Circumstances of the offending
[5] At the time of the offending, the applicant and the complainant were in a de facto relationship. The complainant resided at Machans Beach near Cairns. At about 2 pm on 21 May 2013, the applicant and the complainant began drinking rum and coke at her residence. By 7 pm, the bottle of rum had been finished. Others who had been at the residence left it at about 8 pm.
[6] The applicant and the complainant then became involved in a verbal altercation outside the residence. He became angry and broke a glass-topped coffee table with a drinking glass which he was holding. The complainant understood him to indicate that he might self-harm. She went indoors in an attempt to calm the situation. He followed her.
[7] Inside the residence, the applicant was very angry. The complainant went into her daughter’s bedroom and closed the door. Her son was sleeping in the room. She lay down on a mattress between the children’s beds. The applicant began banging on the door. He broke it, entered the bedroom and advanced toward the complainant. One of the children jumped on top of the complainant and told the applicant not to hurt the complainant.
[8] The applicant backed away towards the door and then broke a mirror located outside the bedroom door. He taunted the complainant then moved towards her and began stabbing her with a piece of broken glass. The child was still on top of the complainant’s body while the stabbing took place. The applicant left the room and then returned with a knife which he had located. He continued to stab the complainant, this time using the knife. She fled to her mother’s house nearby. The applicant followed but he was told by the mother to leave.
[9] In all, the applicant inflicted some 21 stab wounds on the complainant. She underwent surgery on 23 May 2013 to repair nerve damage and muscle damage to her left hand.
The applicant’s personal circumstances and history of offending
[10] At the time of the offending, the applicant was 35 years old. He was educated to Year 8. He and the complainant had been in a relationship for a number of months prior to the offending. He, too, was admitted to the Cairns Base Hospital early on the morning of 22 May. He was initially unconscious and had a high blood alcohol concentration. He had a wound to the forehead to the palm of his right hand, both possibly caused by falling on to the broken top of the coffee table.

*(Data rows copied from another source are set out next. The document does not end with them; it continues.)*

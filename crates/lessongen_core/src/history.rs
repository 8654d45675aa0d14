//! crates/lessongen_core/src/history.rs
//!
//! The bounded, most-recent-first lesson history. The persistence boundary
//! stores the whole list as one serialized blob under a fixed key; this
//! module owns the bounding and lookup rules.

use serde::{Deserialize, Serialize};
use uuid::Uuid;

use crate::domain::LessonDocument;

/// Maximum number of retained lessons. Inserting beyond this evicts the
/// oldest entry.
pub const HISTORY_LIMIT: usize = 50;

/// The fixed key the serialized history lives under at the persistence
/// boundary.
pub const HISTORY_STORAGE_KEY: &str = "lessongen_history";

/// Most-recent-first list of previously generated lessons.
///
/// Serialized transparently as a plain JSON array, which is also the stored
/// wire shape.
#[derive(Debug, Clone, Default, PartialEq, Serialize, Deserialize)]
#[serde(transparent)]
pub struct LessonHistory {
    entries: Vec<LessonDocument>,
}

impl LessonHistory {
    pub fn new() -> Self {
        Self::default()
    }

    pub fn entries(&self) -> &[LessonDocument] {
        &self.entries
    }

    pub fn len(&self) -> usize {
        self.entries.len()
    }

    pub fn is_empty(&self) -> bool {
        self.entries.is_empty()
    }

    /// Prepends the newest entry and evicts anything beyond the limit.
    pub fn insert(&mut self, document: LessonDocument) {
        self.entries.insert(0, document);
        self.entries.truncate(HISTORY_LIMIT);
    }

    /// Returns a copy of the entry with the given id. Callers get their own
    /// document; editing the displayed copy never mutates the stored entry.
    pub fn find(&self, id: Uuid) -> Option<LessonDocument> {
        self.entries.iter().find(|doc| doc.id == id).cloned()
    }
}

#[cfg(test)]
mod tests {
    use super::*;
    use crate::domain::{sample_payload, DifficultyLevel};

    fn document(topic: &str) -> LessonDocument {
        let mut payload = sample_payload();
        payload.topic_title = topic.to_string();
        LessonDocument::from_payload(payload, DifficultyLevel::Intermediate).unwrap()
    }

    #[test]
    fn insert_is_most_recent_first() {
        let mut history = LessonHistory::new();
        history.insert(document("First"));
        history.insert(document("Second"));
        assert_eq!(history.entries()[0].content.topic_title, "Second");
        assert_eq!(history.entries()[1].content.topic_title, "First");
    }

    #[test]
    fn fifty_first_entry_evicts_the_oldest() {
        let mut history = LessonHistory::new();
        for i in 0..HISTORY_LIMIT {
            history.insert(document(&format!("Lesson {i}")));
        }
        assert_eq!(history.len(), HISTORY_LIMIT);

        history.insert(document("Newest"));
        assert_eq!(history.len(), HISTORY_LIMIT);
        assert_eq!(history.entries()[0].content.topic_title, "Newest");
        // "Lesson 0" was the oldest and is gone.
        assert!(history
            .entries()
            .iter()
            .all(|doc| doc.content.topic_title != "Lesson 0"));
    }

    #[test]
    fn find_returns_an_independent_copy() {
        let mut history = LessonHistory::new();
        let doc = document("Copy on load");
        let id = doc.id;
        history.insert(doc);

        let mut loaded = history.find(id).expect("entry exists");
        loaded.content.topic_title = "Edited".to_string();
        assert_eq!(history.entries()[0].content.topic_title, "Copy on load");
    }

    #[test]
    fn find_missing_id_is_none() {
        let history = LessonHistory::new();
        assert_eq!(history.find(Uuid::new_v4()), None);
    }

    #[test]
    fn history_serializes_as_a_plain_array() {
        let mut history = LessonHistory::new();
        history.insert(document("Stored"));
        let json = serde_json::to_string(&history).unwrap();
        assert!(json.starts_with('['));
        let back: LessonHistory = serde_json::from_str(&json).unwrap();
        assert_eq!(back, history);
    }
}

[11] As to the applicant’s history of offending, specific reference need be made to two matters. On 14 October 2005 in the Cairns Magistrates Court, he pleaded guilty to an offence of assault occasioning bodily harm committed on or about 21 February 2004 (“the 2004 offending”). He was fined $1,500 with no conviction recorded. On 17 March 2014 he was convicted in the Cairns Magistrates Court of an offence of contravention of a domestic violence order involving the complainant, committed on 11 February 2014, for which he was sentenced to 90 days imprisonment suspended for 12 months after serving 30 days. This offending occurred while he was on bail for the offence subject to this appeal.
The grounds of appeal
[12] The applicant challenges the sentence imposed on him on two grounds, namely:
(i) that the learned sentencing judge erred with respect to two matters of fact with the consequence that the sentencing process miscarried; and
(ii) that the sentence is manifestly excessive.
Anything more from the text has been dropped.